Top of INPUT RECORDS

use axum::{
    http::StatusCode,
    response::{IntoResponse, Response},
    Json,
};
use chat_cache::CacheError;
use serde::Serialize;
use thiserror::Error;

use crate::services::conversation::ChatError;

/// Body sent for every server-side failure; details stay in the logs.
pub const GENERIC_ERROR_MESSAGE: &str = "An unexpected error happened. Try again later.";

#[derive(Error, Debug)]
pub enum ApiError {
    #[error("Bad request: {0}")]
    BadRequest(String),

    #[error("Cache error: {0}")]
    Cache(#[from] CacheError),

    #[error("LLM error: {0}")]
    LlmError(String),

    #[error("Internal error: {0}")]
    InternalError(String),
}

#[derive(Serialize)]
struct ErrorResponse {
    error: String,
    message: String,
}

impl IntoResponse for ApiError {
    fn into_response(self) -> Response {
        let (status, error_type, message) = match self {
            ApiError::BadRequest(msg) => {
                tracing::warn!("Bad request: {}", msg);
                (StatusCode::BAD_REQUEST, "BadRequest", msg)
            }
            ApiError::Cache(err) => {
                tracing::error!("Cache error: {}", err);
                let status = match err {
                    CacheError::BackendUnavailable(_) => StatusCode::SERVICE_UNAVAILABLE,
                    _ => StatusCode::INTERNAL_SERVER_ERROR,
                };
                (status, "CacheError", GENERIC_ERROR_MESSAGE.to_string())
            }
            ApiError::LlmError(msg) => {
                tracing::error!("LLM error: {}", msg);
                (
                    StatusCode::SERVICE_UNAVAILABLE,
                    "LlmError",
                    GENERIC_ERROR_MESSAGE.to_string(),
                )
            }
            ApiError::InternalError(msg) => {
                tracing::error!("Internal error: {}", msg);
                (
                    StatusCode::INTERNAL_SERVER_ERROR,
                    "InternalError",
                    GENERIC_ERROR_MESSAGE.to_string(),
                )
            }
        };

        let body = Json(ErrorResponse {
            error: error_type.to_string(),
            message,
        });

        (status, body).into_response()
    }
}

impl From<ChatError> for ApiError {
    fn from(err: ChatError) -> Self {
        match err {
            ChatError::InvalidArgument(msg) => ApiError::BadRequest(msg),
            ChatError::Cache(e) => ApiError::Cache(e),
            ChatError::Model(e) => ApiError::LlmError(format!("{:#}", e)),
        }
    }
}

Bottom of INPUT RECORDS

Nothing may change. Retype all of the entries.

■ EXERCISE ANSWER ■
use axum::{
    http::StatusCode,
    response::{IntoResponse, Response},
    Json,
};
use chat_cache::CacheError;
use serde::Serialize;
use thiserror::Error;

use crate::services::conversation::ChatError;

/// Body sent for every server-side failure; details stay in the logs.
pub const GENERIC_ERROR_MESSAGE: &str = "An unexpected error happened. Try again later.";

#[derive(Error, Debug)]
pub enum ApiError {
    #[error("Bad request: {0}")]
    BadRequest(String),

    #[error("Cache error: {0}")]
    Cache(#[from] CacheError),

    #[error("LLM error: {0}")]
    LlmError(String),

    #[error("Internal error: {0}")]
    InternalError(String),
}

#[derive(Serialize)]
struct ErrorResponse {
    error: String,
    message: String,
}

impl IntoResponse for ApiError {
    fn into_response(self) -> Response {
        let (status, error_type, message) = match self {
            ApiError::BadRequest(msg) => {
                tracing::warn!("Bad request: {}", msg);
                (StatusCode::BAD_REQUEST, "BadRequest", msg)
            }
            ApiError::Cache(err) => {
                tracing::error!("Cache error: {}", err);
                let status = match err {
                    CacheError::BackendUnavailable(_) => StatusCode::SERVICE_UNAVAILABLE,
                    _ => StatusCode::INTERNAL_SERVER_ERROR,
                };
                (status, "CacheError", GENERIC_ERROR_MESSAGE.to_string())
            }
            ApiError::LlmError(msg) => {
                tracing::error!("LLM error: {}", msg);
                (
                    StatusCode::SERVICE_UNAVAILABLE,
                    "LlmError",
                    GENERIC_ERROR_MESSAGE.to_string(),
                )
            }
            ApiError::InternalError(msg) => {
                tracing::error!("Internal error: {}", msg);
                (
                    StatusCode::INTERNAL_SERVER_ERROR,
                    "InternalError",
                    GENERIC_ERROR_MESSAGE.to_string(),
                )
            }
        };

        let body = Json(ErrorResponse {
            error: error_type.to_string(),
            message,
        });

        (status, body).into_response()
    }
}

impl From<ChatError> for ApiError {
    fn from(err: ChatError) -> Self {
        match err {
            ChatError::InvalidArgument(msg) => ApiError::BadRequest(msg),
            ChatError::Cache(e) => ApiError::Cache(e),
            ChatError::Model(e) => ApiError::LlmError(format!("{:#}", e)),
        }
    }
}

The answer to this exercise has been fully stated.